SEATTLE, Washington — The roots of poverty in Nigeria are highly complex, due to the country’s unique historical challenges. Around 40% of the population lives in poverty, rendering it one of the most severe humanitarian crises in the world. Since Nigeria’s humanitarian aid problem continues to worsen, the prevalence of international aid in the region is now increasing.
5 Things to Know About Nigeria’s Humanitarian Aid Problem
Boko Haram: One of the largest Islamist militant groups in West Africa Boko Haram continues to pose serious humanitarian and governmental challenges. Today, the violence is largely contained to Northeast Nigeria, but the social, economic and political repercussions are pervasive.
Displacement: According to UNHCR, there are roughly 2.8 million internally displaced people (IDPs) in Nigeria. The number will likely rise as Boko Haram continues to launch deadly attacks in several northeastern provinces. As of July 31, there are an estimated 293,000 Nigerian refugees living in neighboring countries. This statistic has increased sharply in recent months.
Food insecurity: Approximately 7 million people are projected to be food insecure in Nigeria during the 2020 lean season. This is especially devastating for the country’s IDPs, many of whom are women and children.

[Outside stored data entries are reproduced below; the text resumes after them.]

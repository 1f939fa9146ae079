//! Subject parsing: raw overview subjects to cleaned names and part counts.

use std::collections::BTreeMap;

use regex::Regex;
use tracing::debug;

use crate::patterns::PatternLibrary;
use crate::{Error, Result};

/// The logical reading of one posting subject.
#[derive(Debug, Clone, PartialEq, Eq)]
pub struct ParsedSubject {
    /// Cleaned logical name, shared by every part of the same binary
    pub name: String,
    /// This posting's position within the binary
    pub part: i32,
    /// Declared number of parts in the binary
    pub total: i32,
}

/// Turns raw subjects into cleaned names plus part counts.
///
/// Rule matches from the [`PatternLibrary`] take precedence; subjects no rule
/// covers go through a fixed sequence of generic stripping passes instead.
/// Identical input always yields identical output, which is what keeps binary
/// content hashes stable across runs.
pub struct SubjectParser {
    library: PatternLibrary,
    music_groups: Regex,
    parts: Regex,
    parts_separator: Regex,
    cleaners: Vec<Regex>,
    whitespace: Regex,
}

impl SubjectParser {
    /// Build a parser over a compiled rule library
    pub fn new(library: PatternLibrary) -> Result<Self> {
        let compile = |pattern: &str| {
            Regex::new(pattern)
                .map_err(|e| Error::Other(format!("bad builtin pattern {}: {}", pattern, e)))
        };

        // Generic stripping passes, applied in order. Each removes one class
        // of noise: part-count tokens, quoted and bare file extensions,
        // byte-size annotations, yEnc markers.
        let cleaners = vec![
            compile(r#"(?i)[\[(\s]\d{1,5}(/|[\s_]of[\s_]|-|~)\d{1,5}([\])\s:]|$)|\s\d{1,3}\s?of\s?\d{1,3}\.?|\d{1,3}of\d{1,3}\.?|^\d{1,5}/\d{1,5}\s"#)?,
            compile(r#"(?i)([-_](proof|sample|thumbs?))*(\.part\d*(\.rar)?|\.rar|\.7z)?(\d{1,3}\.rev"|\.vol\d+\+\d+\S*"|\.[a-z0-9]{2,4}"|")"#)?,
            compile(r#"(?i)(\.part\d{1,5}|sample)?\.(7z|avi|diz|docx?|epub|idx|iso|jpg|m3u|m4a|mds|mkv|mobi|mp3|mp4|nfo|nzb|par\s?2|pdf|rar|rev|rtf|r\d\d|sfv|srs|srr|sub|txt|vol\d+\+\d+|xls|zip|z\d\d)\b"?"#)?,
            compile(r#"(?i)"?\s?-?\s?\d+([.,/]\d+)?\s?(k|m|g)?b(ytes?)?\b\s?-?(\s?yenc)?|\{\d+ yenc bytes\}|yenc \d+k?\b|\(\d+\s?(k|m|g)?b(ytes)?\)\s?yenc"#)?,
            compile(r#"(?i)/autorarpar\d{1,5}|\(\d+\)\s+yenc|\byenc\b|part\d+"#)?,
        ];

        Ok(Self {
            library,
            music_groups: compile(r"\.(flac|lossless|mp3|music|sounds)")?,
            parts: compile(r#"(?i)[\[(\s](\d{1,5})(/|[\s_]of[\s_]|-|~)(\d{1,5})([\])\s:]|$)"#)?,
            parts_separator: compile(r"(?i)[\s_]of[\s_]|[-~]")?,
            cleaners,
            whitespace: compile(r"\s\s+")?,
        })
    }

    /// Parse a subject into a cleaned name and its part counts
    ///
    /// Fails with [`Error::Subject`] when neither the matched rule nor the
    /// subject itself carries a usable part-count token; such a posting can
    /// never be assembled.
    pub fn parse(&self, group_name: &str, subject: &str) -> Result<ParsedSubject> {
        if let Some(captures) = self.library.match_subject(group_name, subject) {
            let name = name_from_captures(&captures);
            let (part, total) = captures
                .get("parts")
                .and_then(|raw| self.parse_parts_pair(raw))
                .or_else(|| self.parts_from_subject(subject))
                .ok_or_else(|| Error::Subject(subject.to_string()))?;
            return Ok(ParsedSubject { name, part, total });
        }

        let (part, total) = self
            .parts_from_subject(subject)
            .ok_or_else(|| Error::Subject(subject.to_string()))?;
        Ok(ParsedSubject {
            name: self.heuristic_clean(group_name, subject),
            part,
            total,
        })
    }

    /// Produce the cleaned logical name for a subject
    ///
    /// Rule match first, then generic stripping. This is the assembly-side
    /// entry point; [`SubjectParser::release_name`] is the promotion-side one.
    pub fn clean_name(&self, group_name: &str, subject: &str) -> String {
        if let Some(captures) = self.library.match_subject(group_name, subject) {
            return name_from_captures(&captures);
        }
        self.heuristic_clean(group_name, subject)
    }

    /// Rewrite a binary name for release, or return it unchanged
    ///
    /// Unlike [`SubjectParser::clean_name`] this never applies generic
    /// stripping: a name that no rule rewrites is already the best name the
    /// pipeline has.
    pub fn release_name(&self, group_name: &str, name: &str) -> String {
        if let Some(captures) = self.library.match_subject(group_name, name) {
            return name_from_captures(&captures);
        }
        name.to_string()
    }

    fn heuristic_clean(&self, group_name: &str, subject: &str) -> String {
        if self.music_groups.is_match(group_name) {
            return subject.trim().to_string();
        }

        let mut name = subject.to_string();
        for cleaner in &self.cleaners {
            name = cleaner.replace_all(&name, " ").into_owned();
        }
        let name = self.whitespace.replace_all(&name, " ");
        let cleaned = name.trim().to_string();
        if cleaned.is_empty() {
            debug!(subject, "subject cleaned to nothing, keeping raw");
            return subject.trim().to_string();
        }
        cleaned
    }

    /// Extract the (part, total) pair from a subject, if present
    pub fn parts_from_subject(&self, subject: &str) -> Option<(i32, i32)> {
        let captures = self.parts.captures(subject)?;
        let part: i32 = captures.get(1)?.as_str().parse().ok()?;
        let total: i32 = captures.get(3)?.as_str().parse().ok()?;
        Some((part, total))
    }

    /// Parse a captured "current/total" pair, normalizing `-`, `~` and "of"
    /// separators to `/`
    fn parse_parts_pair(&self, raw: &str) -> Option<(i32, i32)> {
        let normalized = self.parts_separator.replace(raw.trim(), "/");
        let (part, total) = normalized.split_once('/')?;
        let part: i32 = part.trim().parse().ok()?;
        let total: i32 = total.trim().parse().ok()?;
        Some((part, total))
    }
}

/// Derive a name from a rule's named captures.
///
/// A capture named "name" wins outright; a request id stands in when no name
/// capture exists; failing both, every non-bookkeeping capture is
/// concatenated in capture-name order to synthesize one.
fn name_from_captures(captures: &BTreeMap<String, String>) -> String {
    if let Some(name) = captures.get("name") {
        return name.clone();
    }
    if let Some(reqid) = captures.get("reqid") {
        return reqid.clone();
    }
    captures
        .iter()
        .filter(|(key, _)| key.as_str() != "parts")
        .map(|(_, value)| value.as_str())
        .collect::<Vec<_>>()
        .join("")
}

As a result of the COVID-19 pandemic, the number of people in urgent need of humanitarian aid in Nigeria climbed from 7.9 to 10.6 million.
Distrust of INGOs: Although there are more than 70 international non-governmental organizations (INGOs) active in Northeastern Nigeria, there is a historical mistrust of outside actors. The federal government briefly suspended UNICEF in 2018 for allegedly training spies for Boko Haram. These actions sowed further mistrust and damaged the credibility of INGOs, jeopardizing humanitarian workers’ lives and inhibiting the distribution of life-saving assistance.
COVID-19: The pandemic limits critical humanitarian aid in Nigeria, but organizations continue to adapt their response. Official records have reported several cases of COVID-19 in displacement camps. These camps in the Northeast are overcrowded, putting vulnerable people at even greater risk of infection and posing serious consequences for maintaining access to life-saving resources. While INGOs and the Nigerian government have yet to fully understand the short- and long-term consequences in Northeast Nigeria, the threat level is ultimately very high.
Overall, the need for innovative humanitarian solutions in the region has become increasingly urgent. International actors have taken to funding key community-based initiatives in response. For example, ActionAid Nigeria has partnered with local services to increase support for women’s shelters, following a rise in domestic violence cases during the pandemic.
The needs and rights of the Nigerian populace, particularly for women and children, must be central when delivering aid. In the midst of the pandemic, international stakeholders can also invest in healthcare to reduce the risk of poverty. This would be especially impactful in high-conflict areas where infrastructure has been destroyed. Most importantly, consistent financial support and involvement by aid organizations will drive positive outcomes for combatting Nigeria’s humanitarian aid problem.